Труд Дружинина замечателен тем,
что он являет нам два жизненных слоя — чисто политический — в частности,
подготовка «ленинградского дела» и само «дело», — и вырвавшийся на свет божий
мир «научного» подполья (в достоевском смысле).
Дружинин демонстрирует органичную родственность этих пластов, неизбежную связь
погрома политического и погрома в сфере науки. Чудовищный мир торжества
аморальности, коварства, патологической жестокости.
Двухтомник Дружинина —
многослойная картина насилия худших над лучшими, —
насилия политического, экономического (что важно!), интеллектуального.
По мнению Ирины Левинской, «репутации ученых, о которых он пишет,
Дружинина, как видно, совершенно не беспокоят, <...> он, не церемонясь
(!), выуживает из мемуарной литературы всевозможные истории, бросающие тень на
их нравственный облик». Не кажется ли Ирине Алексеевне, что в данном случае, как,
впрочем, и в ряде других, ее стилистика напоминает по резкости стиль нелюбимой
ею Ольги Михайловны? Иллюстрирует Ливинская это
«выуживание» печальным эпизодом с Александром Зайцевым, который, встретившись с
Фрейденберг после семи лет тяжелых испытаний «не узнал»
ее. Но объяснение Левинской более чем странное. Она
повторяет предположение ученицы Фрейденберг, что
пребывание в «застенке» ослабило память Зайцева. Стало быть, интеллект
сохранился — Зайцев стал выдающимся ученым, — а память пострадала настолько,
что он не мог вспомнить хорошо знакомого человека, сыгравшего в его судьбе
немалую роль? Но ведь других своих коллег он узнавал. «Он не узнал не учителя,
а кафедральную начальницу», — пишет Левинская.
Значит, «учителя» все же узнал? Мы никогда не поймем, что заставило Зайцева
поступить именно так, но изъяны памяти здесь не при чем. И этот эпизод отнюдь
не выглядит как попытка Дружинина скомпрометировать
Зайцева. Речь идет о сложности человеческих отношений.
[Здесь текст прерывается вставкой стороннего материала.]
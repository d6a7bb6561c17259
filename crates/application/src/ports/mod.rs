//! Port definitions for application layer
//!
//! Ports are interfaces that define how the application interacts with
//! the remote services. Adapters in the infrastructure layer implement these
//! ports on top of the integration clients.

mod geocoder_port;
mod places_port;
mod router_port;

pub use geocoder_port::GeocoderPort;
#[cfg(test)]
pub use geocoder_port::MockGeocoderPort;
pub use places_port::PlacesPort;
#[cfg(test)]
pub use places_port::MockPlacesPort;
pub use router_port::RouterPort;
#[cfg(test)]
pub use router_port::MockRouterPort;
//! Places search error types

use thiserror::Error;

/// Errors that can occur during a places search
#[derive(Debug, Error)]
pub enum PlacesError {
    /// Transport failure or non-success HTTP status
    #[error("Places search unavailable: {0}")]
    UpstreamUnavailable(String),

    /// Request timeout
    #[error("Places search timed out after {timeout_secs} seconds")]
    Timeout {
        /// The timeout duration in seconds
        timeout_secs: u64,
    },

    /// Failed to parse the search response
    #[error("Places parse error: {0}")]
    ParseError(String),

    /// Invalid search parameters
    #[error("Invalid places query: {0}")]
    InvalidQuery(String),

    /// Configuration error
    #[error("Configuration error: {0}")]
    ConfigurationError(String),
}

impl PlacesError {
    /// Returns true if the service could not deliver a usable answer
    #[must_use]
    pub const fn is_upstream_unavailable(&self) -> bool {
        matches!(
            self,
            Self::UpstreamUnavailable(_) | Self::Timeout { .. } | Self::ParseError(_)
        )
    }
}

#[cfg(test)]
mod tests {
    use super::*;

    #[test]
    fn test_upstream_unavailable_group() {
        assert!(PlacesError::UpstreamUnavailable("HTTP 500".to_string()).is_upstream_unavailable());
        assert!(PlacesError::Timeout { timeout_secs: 10 }.is_upstream_unavailable());
        assert!(PlacesError::ParseError("x".to_string()).is_upstream_unavailable());
        assert!(!PlacesError::InvalidQuery("x".to_string()).is_upstream_unavailable());
    }

    #[test]
    fn test_error_display() {
        let err = PlacesError::Timeout { timeout_secs: 10 };
        assert!(err.to_string().contains("timed out"));
        assert!(err.to_string().contains("10"));
    }
}
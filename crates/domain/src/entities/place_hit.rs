//! A point of interest found near an anchor

use serde::{Deserialize, Serialize};

use crate::value_objects::GeoPoint;

/// A labeled point returned by a places search
#[derive(Debug, Clone, PartialEq, Serialize, Deserialize)]
pub struct PlaceHit {
    /// Full label of the place
    pub display_name: String,
    /// Location of the place
    pub point: GeoPoint,
}

impl PlaceHit {
    /// Create a place hit
    #[must_use]
    pub fn new(display_name: impl Into<String>, point: GeoPoint) -> Self {
        Self {
            display_name: display_name.into(),
            point,
        }
    }
}
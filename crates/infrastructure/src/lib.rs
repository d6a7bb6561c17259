//! Infrastructure layer - Adapters for external systems
//!
//! Implements the application ports on top of the GraphHopper and Nominatim
//! clients, and owns configuration loading and logging setup.

pub mod adapters;
pub mod config;
pub mod telemetry;
mod wiring;

pub use adapters::*;
pub use config::{AppConfig, GraphHopperAppConfig, PlannerConfig};
pub use telemetry::{init_tracing, log_filter_from_verbosity};
pub use wiring::build_route_planner;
Тем более что и мы
вместе с Ириной Алексеевной убеждены: органы преднамеренно объявили А. И.
Зайцева «сумасшедшим», каковым он ни одной минуты не был.
Труд Дружинина остро актуален
сегодня, когда происходит опасная идеализация прошлого. И потому мы считаем
недоразумением решительную и наверняка искреннюю попытку Ирины Левинской подменить истинный смысл этой фундаментальной,
как по материалу, так и по смыслу, книги сюжетом из истории классической
филологии.
При всем уважении к Ирине Левинской, мы не убеждены в ее праве распространять свой
обличительный пафос на отечественную «неклассическую» филологию в целом.
Дескать, ей еще в студенческие годы ясна была порочность метода Фрейденберг, получившего признание «главным образом среди
структуралистов». Как будто не структурализм в самую застойную совесткую пору привлек к себе бóльшую
часть одаренной филологической молодежи и вывел нашу науку о литературе на достойный мирового признания
уровень.
Не убеждены мы и в том, что у
Ирины Алексеевны есть основания для высокомерно-назидательного тона, которым
она поучает сорокалетнего историка, автора многих книг и статей, в том числе по
источниковедческим проблемам.
На наш взгляд, книга Дружинина «Идеология и филология»
должна стоять на полке у каждого переживающего за судьбы отечественной культуры
читателя. На расстоянии вытянутой руки.